I was a recent graduate in Manhattan eating breakfast on the roof of my house on September 11, 2001, when I watched planes destroy the Twin Towers. For the next several months, I trembled with anxiety every morning. Not wanting to take drugs, I tried everything else. Mindfulness meditation causes panic attacks. Hot yoga builds muscle but does nothing for my anxiety. I went to talk to Buddhist monks and Zen masters in hopes of achieving inner peace, but to no avail. Finally, I took a SKY Breath Meditation class, which consisted of a 20-minute breathing regimen in different poses and rhythms. Although I was skeptical, I calmed down. Two decades later, I don’t miss a single day of breathing practice, even when I give birth.

I have also spent part of my research career researching the benefits of breathing for mental health and well-being. Seven years after 9/11, I am working with returning war veterans with post-traumatic stress disorder (PTSD). Traditional treatments have failed many of them, so my colleagues and I conducted an experiment. randomized controlled trial to examine the effects of breathing SKY (which the nonprofit Art of Living Foundation teaches the public and Project Welcome Home Troops provides to veterans and the military). Compared with the control group, veterans who practiced SKY every day for a week saw their anxiety drop to levels typical of the general population. Although most did not continue the practice, they maintained benefits a year later. In fact, many of the veterans in our study were no longer eligible for PTSD. bigger learn at a veterans hospital in Palo Alto, Calif., found that SKY has the same benefits as cognitive processing therapy, the current gold standard treatment for PTSD. Veterans who did SKY also showed more physiological improvements than those new to the treatment. For those who do not want to review or discuss traumatic memories, or spend the necessary time and money in therapy, breathing exercises are a good alternative.


Emotions affect your breathing patterns, and Changing your breath can change your feelings. For example, anxiety and anger correspond to rapid, short, and irregular breathing.
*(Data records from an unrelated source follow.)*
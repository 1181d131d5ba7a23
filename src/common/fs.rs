//! File system helpers

use std::fs;
use std::path::Path;

use super::error::{Result, UtilError};

/// Check that `path` exists and is a regular file
///
/// # Returns
///
/// `Ok(())` if the file exists, otherwise a configuration error naming the path.
pub fn check_file_exists(path: &Path) -> Result<()> {
    if !path.exists() {
        return Err(UtilError::Config(format!("File does not exist: {:?}", path)));
    }

    if !path.is_file() {
        return Err(UtilError::Config(format!("Path is not a file: {:?}", path)));
    }

    Ok(())
}

/// Read the whole file after checking it exists
pub fn read_file(path: &Path) -> Result<Vec<u8>> {
    check_file_exists(path)?;

    fs::read(path).map_err(UtilError::Io)
}
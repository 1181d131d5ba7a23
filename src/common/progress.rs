//! Progress bar construction shared by downloads, uploads and batch waits

use indicatif::{ProgressBar, ProgressStyle};

const COUNT_TEMPLATE: &str = "{msg}: {percent:>3}%|{wide_bar}| {pos}/{len} [{elapsed_precise}<{eta_precise}]";
const BYTES_TEMPLATE: &str =
    "{msg}: {percent:>3}%|{wide_bar}| {bytes}/{total_bytes} [{elapsed_precise}, {binary_bytes_per_sec}]";

/// A bar counting finished items, hidden unless `enabled`
pub fn count_bar(total: u64, description: &str, enabled: bool) -> ProgressBar {
    build(total, description, enabled, COUNT_TEMPLATE)
}

/// A bar counting transferred bytes, hidden unless `enabled`
pub fn bytes_bar(total: u64, description: &str, enabled: bool) -> ProgressBar {
    build(total, description, enabled, BYTES_TEMPLATE)
}

fn build(total: u64, description: &str, enabled: bool, template: &str) -> ProgressBar {
    if !enabled {
        return ProgressBar::hidden();
    }
    let bar = ProgressBar::new(total);
    if let Ok(style) = ProgressStyle::with_template(template) {
        bar.set_style(style.progress_chars("█▉▊▋▌▍▎▏ "));
    }
    bar.set_message(description.to_string());
    bar
}
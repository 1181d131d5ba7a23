//! Terminal string styling
//!
//! Styling is applied whether or not stdout is a terminal. Set
//! `UTILKIT_NO_STYLE` to any value to get plain text back.

use console::Style;

pub use console::Color;

/// Disables styling when set
pub const NO_STYLE_ENV: &str = "UTILKIT_NO_STYLE";

fn styling_disabled() -> bool {
    std::env::var_os(NO_STYLE_ENV).is_some()
}

/// Style `text` with an optional foreground color and attributes
pub fn style(text: &str, color: Option<Color>, bold: bool, underline: bool) -> String {
    if styling_disabled() {
        return text.to_string();
    }

    let mut style = Style::new().force_styling(true);
    if let Some(color) = color {
        style = style.fg(color);
    }
    if bold {
        style = style.bold();
    }
    if underline {
        style = style.underlined();
    }
    style.apply_to(text).to_string()
}

pub fn green(text: &str, bold: bool, underline: bool) -> String {
    style(text, Some(Color::Green), bold, underline)
}

pub fn red(text: &str, bold: bool, underline: bool) -> String {
    style(text, Some(Color::Red), bold, underline)
}

pub fn yellow(text: &str, bold: bool, underline: bool) -> String {
    style(text, Some(Color::Yellow), bold, underline)
}

pub fn blue(text: &str, bold: bool, underline: bool) -> String {
    style(text, Some(Color::Blue), bold, underline)
}

pub fn cyan(text: &str, bold: bool, underline: bool) -> String {
    style(text, Some(Color::Cyan), bold, underline)
}

pub fn magenta(text: &str, bold: bool, underline: bool) -> String {
    style(text, Some(Color::Magenta), bold, underline)
}

pub fn bold(text: &str) -> String {
    style(text, None, true, false)
}

pub fn underline(text: &str) -> String {
    style(text, None, false, true)
}

#[cfg(test)]
mod tests {
    use super::*;
    use serial_test::serial;

    #[test]
    #[serial]
    fn test_styled_output() {
        std::env::remove_var(NO_STYLE_ENV);
        let text = green("ok", true, false);
        assert!(text.starts_with("\u{1b}["));
        assert!(text.contains("ok"));
        assert_ne!(text, "ok");
        assert!(underline("u").contains("\u{1b}[4m"));
    }

    #[test]
    #[serial]
    fn test_no_style_env() {
        std::env::set_var(NO_STYLE_ENV, "1");
        assert_eq!(red("plain", true, true), "plain");
        assert_eq!(bold("plain"), "plain");
        std::env::remove_var(NO_STYLE_ENV);
    }
}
Adopt a slower and more regular pattern of breathing that corresponds to a sense of calm signal relaxation by activating the vagus nerve, which slows your heart rate, lowers your blood pressure, and keeps you steady. A simple exercise you can try is to close your eyes and exhale twice as long as you inhale. Do this for five minutes in the morning, before a stressful meeting or when you get home from work.

Breath hold compared to other reputable happiness practices. In a year 2020 randomized controlled trial, my colleagues at Yale and I assigned stressed undergraduates to a control group, a SKY breathing practice group, a mindfulness meditation group, or a group to learn skills to improve emotional intelligence. SKY showed more statistically significant benefits for mental health and well-being than other interventions. Perhaps that’s because breathing isn’t primarily a self-awareness exercise—it actively relaxes your physiological state.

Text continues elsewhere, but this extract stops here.